Statistical mechanics has a universal appeal that extends beyond molecular systems, and yet, as its tools are being transplanted to fields outside physics, the fundamental questions, what is thermodynamics and how it may be applied outside the realm of physical particles, have remained unanswered. We answer these questions here: Statistical mechanics in its most general form is variational calculus applied to probability distributions and by extension to stochastic processes in general; as a mathematical theory, it is independent of physical hypotheses but provides the means to incorporate our knowledge and model assumptions about the particular problem. The fundamental ensemble is a microcanonical space of probability distributions sampled via a bias functional that establishes a probability measure on this space. The maximization of this measure expresses the most probable distribution via a set of parameters (microcanonical partition function, canonical partition function and generalized temperature) that are connected through a set of mathematical relationships that we recognize as the familiar equations of thermodynamic. Any distribution in in this space maybe endowed with the status of the most probable distribution under an appropriately constructed bias functional. Entropy, Kullback-Leibler divergence and the second law have simple interpretations in this theory.

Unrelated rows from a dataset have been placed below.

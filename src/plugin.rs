//! Render plugins and the registry they are selected from.

use crate::context::Context;
use crate::error::{Error, Result};
use crate::input::{Key, KeyAction, MouseButton, MouseButtonAction, Mods};
use std::{cmp, collections, fmt};

/// A rendering demo hosted by the core.
///
/// Exactly one plugin is active at a time. It is created by its descriptor's
/// factory, receives one `resize` before its first `render`, and is dropped
/// when another plugin is selected or the core shuts down. GPU handles it
/// owns are deleted by the core after the drop.
pub trait RenderPlugin {
    /// Draws one frame into the default framebuffer.
    fn render(&mut self, ctx: &mut Context) -> Result<()>;

    /// The window size changed. Also sent once right after construction.
    fn resize(&mut self, ctx: &mut Context, width: u32, height: u32) -> Result<()>;

    fn keyboard(&mut self, _ctx: &mut Context, _key: Key, _action: KeyAction, _mods: Mods) -> Result<()> {
        Ok(())
    }

    fn mouse_button(
        &mut self,
        _ctx: &mut Context,
        _button: MouseButton,
        _action: MouseButtonAction,
        _mods: Mods,
    ) -> Result<()> {
        Ok(())
    }

    /// Cursor moved to `(x, y)` in window pixels, origin top-left.
    fn mouse_move(&mut self, _ctx: &mut Context, _x: f64, _y: f64) -> Result<()> {
        Ok(())
    }

    /// Adds the plugin's widgets to the overlay panel. Called once per frame
    /// after `render` when the overlay has a panel.
    fn gui(&mut self, _ctx: &mut Context, _ui: &mut egui::Ui) -> Result<()> {
        Ok(())
    }
}

/// Static metadata and constructor of a plugin type.
pub trait Plugin: RenderPlugin + Sized + 'static {
    /// Unique name, used on the command line.
    const NAME: &'static str;

    /// Category path; also the plugin's resource sub-directory.
    const PATH: &'static str;

    /// Ordering id for listings.
    const IDX: u32;

    fn create(ctx: &mut Context) -> Result<Self>;
}

/// Constructs a plugin instance for the current context.
pub type PluginFactory = Box<dyn Fn(&mut Context) -> Result<Box<dyn RenderPlugin>>>;

/// Describes a registered plugin.
pub struct PluginDescriptor {
    name: String,
    path: String,
    idx: u32,
    factory: PluginFactory,
}

impl PluginDescriptor {
    pub fn name(&self) -> &str {
        &self.name
    }

    pub fn path(&self) -> &str {
        &self.path
    }

    pub fn idx(&self) -> u32 {
        self.idx
    }

    fn sort_key(&self) -> (u32, &str) {
        (self.idx, &self.name)
    }
}

impl cmp::PartialEq for PluginDescriptor {
    fn eq(&self, other: &Self) -> bool {
        self.name == other.name && self.path == other.path && self.idx == other.idx
    }
}

impl cmp::Eq for PluginDescriptor {}

impl fmt::Debug for PluginDescriptor {
    fn fmt(&self, f: &mut fmt::Formatter) -> fmt::Result {
        #[derive(Debug)]
        struct PluginDescriptor<'a> {
            name: &'a str,
            path: &'a str,
            idx: u32,
        }

        PluginDescriptor {
            name: &self.name,
            path: &self.path,
            idx: self.idx,
        }.fmt(f)
    }
}

/// All plugins known to the application, keyed by name.
#[derive(Default)]
pub struct PluginRegistry {
    plugins: collections::HashMap<String, PluginDescriptor>,
}

impl PluginRegistry {
    /// Constructor.
    pub fn new() -> Self {
        Self::default()
    }

    /// Adds a plugin. Names must be unique.
    pub fn register<F>(&mut self, name: &str, path: &str, idx: u32, factory: F) -> Result<()>
        where F: Fn(&mut Context) -> Result<Box<dyn RenderPlugin>> + 'static
    {
        if self.plugins.contains_key(name) {
            return Err(Error::DuplicatePlugin(name.to_owned()));
        }
        trace!("registered plugin {} ({}, {})", name, path, idx);
        self.plugins.insert(
            name.to_owned(),
            PluginDescriptor {
                name: name.to_owned(),
                path: path.to_owned(),
                idx,
                factory: Box::new(factory),
            },
        );
        Ok(())
    }

    /// Adds a plugin type using its associated metadata.
    pub fn register_plugin<P: Plugin>(&mut self) -> Result<()> {
        self.register(P::NAME, P::PATH, P::IDX, |ctx| {
            let plugin = P::create(ctx)?;
            Ok(Box::new(plugin) as Box<dyn RenderPlugin>)
        })
    }

    pub fn lookup(&self, name: &str) -> Result<&PluginDescriptor> {
        self.plugins
            .get(name)
            .ok_or_else(|| Error::UnknownPlugin(name.to_owned()))
    }

    /// Runs the factory of the named plugin.
    pub fn create(&self, name: &str, ctx: &mut Context) -> Result<Box<dyn RenderPlugin>> {
        let descriptor = self.lookup(name)?;
        (descriptor.factory)(ctx).map_err(|source| Error::PluginConstruction {
            name: name.to_owned(),
            source: Box::new(source),
        })
    }

    /// Every descriptor ordered by `(idx, name)`.
    pub fn all(&self) -> Vec<&PluginDescriptor> {
        let mut all: Vec<_> = self.plugins.values().collect();
        all.sort_by(|a, b| a.sort_key().cmp(&b.sort_key()));
        all
    }

    pub fn len(&self) -> usize {
        self.plugins.len()
    }

    pub fn is_empty(&self) -> bool {
        self.plugins.is_empty()
    }
}

impl fmt::Debug for PluginRegistry {
    fn fmt(&self, f: &mut fmt::Formatter) -> fmt::Result {
        f.debug_list().entries(self.all()).finish()
    }
}

#[cfg(test)]
mod tests {
    use super::*;

    struct Blank;

    impl RenderPlugin for Blank {
        fn render(&mut self, _ctx: &mut Context) -> Result<()> {
            Ok(())
        }

        fn resize(&mut self, _ctx: &mut Context, _width: u32, _height: u32) -> Result<()> {
            Ok(())
        }
    }

    impl Plugin for Blank {
        const NAME: &'static str = "Blank";
        const PATH: &'static str = "Test/Blank";
        const IDX: u32 = 7;

        fn create(_ctx: &mut Context) -> Result<Self> {
            Ok(Blank)
        }
    }

    fn blank(_ctx: &mut Context) -> Result<Box<dyn RenderPlugin>> {
        Ok(Box::new(Blank))
    }

    #[test]
    fn duplicate_names_are_rejected() {
        let mut registry = PluginRegistry::new();
        registry.register("A", "x", 1, blank).unwrap();
        match registry.register("A", "y", 2, blank) {
            Err(Error::DuplicatePlugin(name)) => assert_eq!(name, "A"),
            other => panic!("unexpected result {:?}", other),
        }
        assert_eq!(registry.len(), 1);
        assert_eq!(registry.lookup("A").unwrap().path(), "x");
    }

    #[test]
    fn listing_is_ordered_by_idx_then_name() {
        let mut registry = PluginRegistry::new();
        registry.register("Zeta", "p", 2, blank).unwrap();
        registry.register("Beta", "p", 5, blank).unwrap();
        registry.register("Alpha", "p", 2, blank).unwrap();
        registry.register("Gamma", "p", 1, blank).unwrap();
        let names: Vec<_> = registry.all().iter().map(|d| d.name()).collect();
        assert_eq!(names, ["Gamma", "Alpha", "Zeta", "Beta"]);
    }

    #[test]
    fn lookup_returns_registered_metadata() {
        let mut registry = PluginRegistry::new();
        registry.register_plugin::<Blank>().unwrap();
        let descriptor = registry.lookup("Blank").unwrap();
        assert_eq!(descriptor.name(), "Blank");
        assert_eq!(descriptor.path(), "Test/Blank");
        assert_eq!(descriptor.idx(), 7);
        assert!(!registry.is_empty());
    }

    #[test]
    fn unknown_names_fail_lookup() {
        let registry = PluginRegistry::new();
        assert!(registry.is_empty());
        match registry.lookup("Missing") {
            Err(Error::UnknownPlugin(name)) => assert_eq!(name, "Missing"),
            other => panic!("unexpected result {:?}", other),
        }
    }

    #[test]
    fn construction_failures_are_wrapped() {
        let mut registry = PluginRegistry::new();
        registry
            .register("Broken", "p", 0, |_| Err(Error::NoPlugins))
            .unwrap();
        let mut ctx = Context::headless(64, 64, "resources");
        match registry.create("Broken", &mut ctx) {
            Err(Error::PluginConstruction { name, source }) => {
                assert_eq!(name, "Broken");
                assert!(matches!(*source, Error::NoPlugins));
            }
            Err(other) => panic!("unexpected error {:?}", other),
            Ok(_) => panic!("construction should fail"),
        }
    }
}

We obtain statistical mechanics as a special application to molecular systems and make contact with Information Theory and Bayesian inference. We use numerical examples to demonstrate the thermodynamic treatment of generic probability distributions, present a thermodynamic algorithm (the cluster ensemble) to sample arbitrary distributions with positive argument by analogy to reacting particles and discuss the extension of statistical mechanics to stochastic processes in general.

Keywords: Statistical thermodynamics; information theory; biased sampling; partition function; ensembles.